Nas entrevistas, a monotonia das aulas é apontada como um elemento complicador para alunos com TDAH. Paulo diz que sempre teve dificuldades escolares, principalmente, até a quarta série do Ensino Fundamental. A recusa em fazer atividades pouco interessantes causava-lhe problemas. Tânia diz que não conseguia ficar quieta na sala e que nunca prestou muita atenção às aulas. Cláudia acredita que apresentou poucos sintomas do TDAH nas primeiras séries escolares porque as aulas eram dinâmicas. Outra explicação dada por ela é que até o início do segundo ciclo do Ensino Fundamental fazia uso de medicação. É provável que, também por isso, só tenha percebido obstáculos à aprendizagem após essa fase da escolaridade, quando abandonou o tratamento medicamentoso. Para Barkley (2002), durante atividades realizadas em grupo, a atenção dos alunos "pode ser melhorada com um estilo de aula mais entusiasmado, breve e que permita a participação ativa da criança" (p. 244). Segundo o autor, freqüentemente, alunos com TDAH têm notas menores nas avaliações e apresentam mais repetências de série, por não conseguirem fazer o mesmo trabalho escolar que outros alunos sem TDAH fazem. Na nossa pesquisa, Cláudia ressalta que sentia mais dificuldades nas avaliações do que durante as aulas. Em seguida, ela explica que o problema era a determinação de um tempo para a resolução dos exercícios de uma prova. O medo de não conseguir terminar a avaliação no tempo previsto, aliado à confusão que fazia com os conteúdos estudados, contribuía para os erros. Sandra recorda-se de que a partir da primeira série do Ensino Fundamental passou a ter problemas relacionados ao medo de ser avaliada.
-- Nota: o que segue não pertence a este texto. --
//! The catalog service: validation and orchestration over the record store.
//!
//! Both presentation adapters (CLI and HTTP API) go through this layer, so
//! business rules are identical regardless of caller. Required-field checks
//! apply at creation only; updates merge into existing rows and can never
//! blank a required field.

use crate::error::{CatalogError, CatalogResult};
use crate::model::{Book, BookPatch, CatalogStats, GenreCount, NewBook};
use crate::store::BookStore;

/// Genre label substituted for books without one.
const UNKNOWN_GENRE: &str = "Unknown";

/// Validation and lookup contract shared by every caller.
#[derive(Clone)]
pub struct Catalog {
    store: BookStore,
}

impl Catalog {
    pub fn new(store: BookStore) -> Self {
        Self { store }
    }

    /// Validate and create a book, returning the full stored record.
    ///
    /// The record is re-read after insert so store-computed fields (id,
    /// timestamps) are accurate.
    pub async fn add_book(&self, book: NewBook) -> CatalogResult<Book> {
        if book.title.is_empty() {
            return Err(CatalogError::Validation { field: "title" });
        }
        if book.author.is_empty() {
            return Err(CatalogError::Validation { field: "author" });
        }

        let id = self.store.create_book(&book).await?;
        tracing::debug!(book_id = id, title = %book.title, "book created");
        self.store
            .get_book(id)
            .await?
            .ok_or(CatalogError::BookNotFound { id })
    }

    /// Return the book or a not-found outcome. Never panics for missing ids.
    pub async fn view_book(&self, id: i64) -> CatalogResult<Book> {
        self.store
            .get_book(id)
            .await?
            .ok_or(CatalogError::BookNotFound { id })
    }

    /// Apply a partial update and return the resulting record.
    ///
    /// Existence is confirmed first so an unknown id reports not-found
    /// without touching the store. A concurrent delete between the check
    /// and the update leaves the update affecting zero rows; that is
    /// tolerated, and the final re-read reports not-found.
    pub async fn change_book(&self, id: i64, patch: BookPatch) -> CatalogResult<Book> {
        self.view_book(id).await?;

        let affected = self.store.update_book(id, &patch).await?;
        if affected == 0 {
            tracing::debug!(book_id = id, "book vanished during update");
        }
        self.store
            .get_book(id)
            .await?
            .ok_or(CatalogError::BookNotFound { id })
    }

    /// Delete a book, returning the record as it was before deletion so
    /// callers can name what was removed.
    pub async fn remove_book(&self, id: i64) -> CatalogResult<Book> {
        let book = self.view_book(id).await?;

        let affected = self.store.delete_book(id).await?;
        if affected == 0 {
            tracing::debug!(book_id = id, "book vanished during delete");
        } else {
            tracing::debug!(book_id = id, title = %book.title, "book deleted");
        }
        Ok(book)
    }

    /// All books, most-recently-created first.
    pub async fn list_books(&self) -> CatalogResult<Vec<Book>> {
        Ok(self.store.list_books().await?)
    }

    /// Substring search over title, author, and genre. Zero matches is a
    /// normal empty result.
    pub async fn find_books(&self, query: &str) -> CatalogResult<Vec<Book>> {
        Ok(self.store.search_books(query).await?)
    }

    /// Total count plus per-genre counts, sorted by count descending.
    /// Ties keep the order genres were first encountered in the listing.
    pub async fn stats(&self) -> CatalogResult<CatalogStats> {
        let books = self.store.list_books().await?;

        let mut genres: Vec<GenreCount> = Vec::new();
        for book in &books {
            let label = match book.genre.as_deref() {
                Some(g) if !g.is_empty() => g,
                _ => UNKNOWN_GENRE,
            };
            match genres.iter_mut().find(|entry| entry.genre == label) {
                Some(entry) => entry.count += 1,
                None => genres.push(GenreCount {
                    genre: label.to_string(),
                    count: 1,
                }),
            }
        }
        // Stable sort keeps first-encountered order among equal counts.
        genres.sort_by(|a, b| b.count.cmp(&a.count));

        Ok(CatalogStats {
            total: books.len(),
            genres,
        })
    }
}
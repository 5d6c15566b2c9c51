//! librisd: the libris catalog API server.
//!
//! Serves the HTTP API over the same database the CLI uses, writes a PID
//! file so `libris server` subcommands can discover it, and shuts down
//! gracefully on SIGINT/SIGTERM.

use miette::{IntoDiagnostic, Result};

use libris::api::{self, AppState};
use libris::catalog::Catalog;
use libris::client;
use libris::config::Config;
use libris::paths::LibrisPaths;
use libris::store::BookStore;
use libris::uploads::UploadCoordinator;

#[tokio::main]
async fn main() -> Result<()> {
    miette::set_hook(Box::new(|_| {
        Box::new(
            miette::MietteHandlerOpts::new()
                .terminal_links(true)
                .unicode(true)
                .context_lines(3)
                .build(),
        )
    }))
    .ok(); // Ignore error if hook already set (e.g., in tests)

    tracing_subscriber::fmt()
        .with_env_filter(
            tracing_subscriber::EnvFilter::try_from_default_env()
                .unwrap_or_else(|_| tracing_subscriber::EnvFilter::new("info")),
        )
        .init();

    let paths = LibrisPaths::resolve()?;
    paths.ensure_dirs()?;

    let config = Config::load_or_default(&paths.config_file())?;
    let addr = config.listen_addr();

    let store = BookStore::open(config.database_path(&paths.data_dir))?;
    let catalog = Catalog::new(store.clone());
    let uploads = UploadCoordinator::new(catalog.clone(), store, config.storage.clone());

    if let Err(e) = uploads.ensure_bucket().await {
        tracing::warn!(error = %e, "could not ensure storage bucket; uploads will fail until it exists");
    }

    let app = api::router(AppState { catalog, uploads });

    let listener = tokio::net::TcpListener::bind(&addr).await.into_diagnostic()?;
    tracing::info!("librisd listening on {addr}");

    // Write PID file so `libris server` subcommands can discover this process.
    if let Err(e) = client::write_pid_file(&paths, config.server.port, &config.server.bind) {
        tracing::warn!("failed to write PID file: {e}");
    }

    // Serve with graceful shutdown on SIGTERM/SIGINT.
    let paths_for_shutdown = paths.clone();
    axum::serve(listener, app)
        .with_graceful_shutdown(async move {
            let ctrl_c = tokio::signal::ctrl_c();
            #[cfg(unix)]
            {
                let mut sigterm =
                    tokio::signal::unix::signal(tokio::signal::unix::SignalKind::terminate())
                        .expect("failed to register SIGTERM handler");
                tokio::select! {
                    _ = ctrl_c => {},
                    _ = sigterm.recv() => {},
                }
            }
            #[cfg(not(unix))]
            {
                ctrl_c.await.ok();
            }
            tracing::info!("librisd shutting down");
            client::remove_pid_file(&paths_for_shutdown);
        })
        .await
        .into_diagnostic()?;

    // Belt-and-suspenders: clean up PID file on normal exit too.
    client::remove_pid_file(&paths);
    Ok(())
}
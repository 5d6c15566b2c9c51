//! Core data types for the book catalog.
//!
//! These structs are shared between the store, the CLI, and the HTTP API;
//! JSON field names are camelCase on the wire and timestamps serialize as
//! RFC 3339 strings.

use chrono::{DateTime, Utc};
use serde::{Deserialize, Serialize};

/// A persisted book record.
#[derive(Debug, Clone, PartialEq, Serialize, Deserialize)]
#[serde(rename_all = "camelCase")]
pub struct Book {
    /// Store-assigned id, never reused after deletion.
    pub id: i64,
    pub title: String,
    pub author: String,
    /// Unique across the catalog when present.
    pub isbn: Option<String>,
    pub published_year: Option<i32>,
    pub genre: Option<String>,
    pub created_at: DateTime<Utc>,
    /// Refreshed on every successful update.
    pub updated_at: DateTime<Utc>,
}

/// Fields for creating a book. `title` and `author` are mandatory.
#[derive(Debug, Clone, Default, Serialize, Deserialize)]
#[serde(rename_all = "camelCase")]
pub struct NewBook {
    #[serde(default)]
    pub title: String,
    #[serde(default)]
    pub author: String,
    pub isbn: Option<String>,
    pub published_year: Option<i32>,
    pub genre: Option<String>,
}

/// A partial update to a book. Absent fields retain their stored values.
#[derive(Debug, Clone, Default, Serialize, Deserialize)]
#[serde(rename_all = "camelCase")]
pub struct BookPatch {
    #[serde(skip_serializing_if = "Option::is_none")]
    pub title: Option<String>,
    #[serde(skip_serializing_if = "Option::is_none")]
    pub author: Option<String>,
    #[serde(skip_serializing_if = "Option::is_none")]
    pub isbn: Option<String>,
    #[serde(skip_serializing_if = "Option::is_none")]
    pub published_year: Option<i32>,
    #[serde(skip_serializing_if = "Option::is_none")]
    pub genre: Option<String>,
}

impl BookPatch {
    /// True when no field is supplied. An empty patch still refreshes
    /// `updatedAt` when applied.
    pub fn is_empty(&self) -> bool {
        self.title.is_none()
            && self.author.is_none()
            && self.isbn.is_none()
            && self.published_year.is_none()
            && self.genre.is_none()
    }
}

/// Metadata for a file attached to a book. The bytes live in object storage;
/// only the reference is persisted here.
#[derive(Debug, Clone, PartialEq, Serialize, Deserialize)]
#[serde(rename_all = "camelCase")]
pub struct FileRecord {
    pub id: i64,
    pub book_id: i64,
    /// Display name as uploaded.
    pub filename: String,
    /// Storage-layer key, `books/{bookId}/{filename}`.
    pub object_name: String,
    pub created_at: DateTime<Utc>,
}

/// One genre's share of the catalog.
#[derive(Debug, Clone, PartialEq, Eq, Serialize, Deserialize)]
#[serde(rename_all = "camelCase")]
pub struct GenreCount {
    /// Genre label, `"Unknown"` for books without one.
    pub genre: String,
    pub count: usize,
}

/// Catalog-wide statistics.
#[derive(Debug, Clone, Serialize, Deserialize)]
#[serde(rename_all = "camelCase")]
pub struct CatalogStats {
    pub total: usize,
    /// Sorted by count descending, ties in first-encountered order.
    pub genres: Vec<GenreCount>,
}

/// A time-limited pre-signed upload slot.
///
/// Issuing a slot creates no file record; the caller PUTs the bytes to
/// `upload_url` and then registers the upload explicitly.
#[derive(Debug, Clone, Serialize, Deserialize)]
#[serde(rename_all = "camelCase")]
pub struct UploadSlot {
    pub upload_url: String,
    /// The derived object key, stable for a given (book, filename) pair.
    pub object_name: String,
    /// HTTP method the caller must use (`PUT`).
    pub method: String,
    /// Content-Type header the caller must send.
    pub content_type: String,
    pub expires_in_secs: u64,
}

#[cfg(test)]
mod tests {
    use super::*;

    #[test]
    fn book_serializes_camel_case() {
        let book = Book {
            id: 1,
            title: "Dune".into(),
            author: "Frank Herbert".into(),
            isbn: None,
            published_year: Some(1965),
            genre: Some("Sci-Fi".into()),
            created_at: Utc::now(),
            updated_at: Utc::now(),
        };
        let json = serde_json::to_string(&book).unwrap();
        assert!(json.contains("\"publishedYear\":1965"));
        assert!(json.contains("\"createdAt\""));
        assert!(!json.contains("published_year"));
    }

    #[test]
    fn patch_skips_absent_fields() {
        let patch = BookPatch {
            genre: Some("Fantasy".into()),
            ..Default::default()
        };
        let json = serde_json::to_string(&patch).unwrap();
        assert_eq!(json, "{\"genre\":\"Fantasy\"}");
        assert!(!patch.is_empty());
        assert!(BookPatch::default().is_empty());
    }

    #[test]
    fn patch_deserializes_partial_body() {
        let patch: BookPatch =
            serde_json::from_str("{\"title\":\"New\",\"publishedYear\":2001}").unwrap();
        assert_eq!(patch.title.as_deref(), Some("New"));
        assert_eq!(patch.published_year, Some(2001));
        assert!(patch.author.is_none());
    }

    #[test]
    fn file_record_uses_camel_case_keys() {
        let record = FileRecord {
            id: 3,
            book_id: 9,
            filename: "cover.jpg".into(),
            object_name: "books/9/cover.jpg".into(),
            created_at: Utc::now(),
        };
        let json = serde_json::to_string(&record).unwrap();
        assert!(json.contains("\"bookId\":9"));
        assert!(json.contains("\"objectName\":\"books/9/cover.jpg\""));
    }
}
Tânia critica o tipo de escola em que estudou e aponta que o estilo pedagógico adotado pelo professor pode dificultar a sua compreensão sobre a inquietude de alguns alunos. Tonelotto (2003) explica que um aspecto que contribui para as dificuldades experimentadas por crianças com TDAH é a expectativa de que elas correspondam "a contento a um ambiente escolar que por si só é muito exigente" (p. 209). Já Aquino (2003) argumenta que se a indisciplina denuncia uma recusa "a um tipo de vinculação inócua ou obsoleta entre os pares escolares" (p. 51), ela seria um indício de tentativa de participação democrática.
"Eu era muito teimoso, bocudo, briguento. (...) Fui expulso na quarta série (...)" (Paulo). A convivência problemática aparece como um grande perturbador na vida dos participantes desta pesquisa. Segundo Paulo e Sandra, a agressividade era uma das reclamações que seus pais mais ouviam de seus professores. Thaís conta que agiu com agressividade física contra uma professora, ao se sentir obrigada a fazer algo com que não concordava. Conforme já abordado na introdução deste trabalho, isso corrobora o argumento de Barkley (2002), que coloca a inabilidade de inibir o comportamento como questão fundamental do TDAH.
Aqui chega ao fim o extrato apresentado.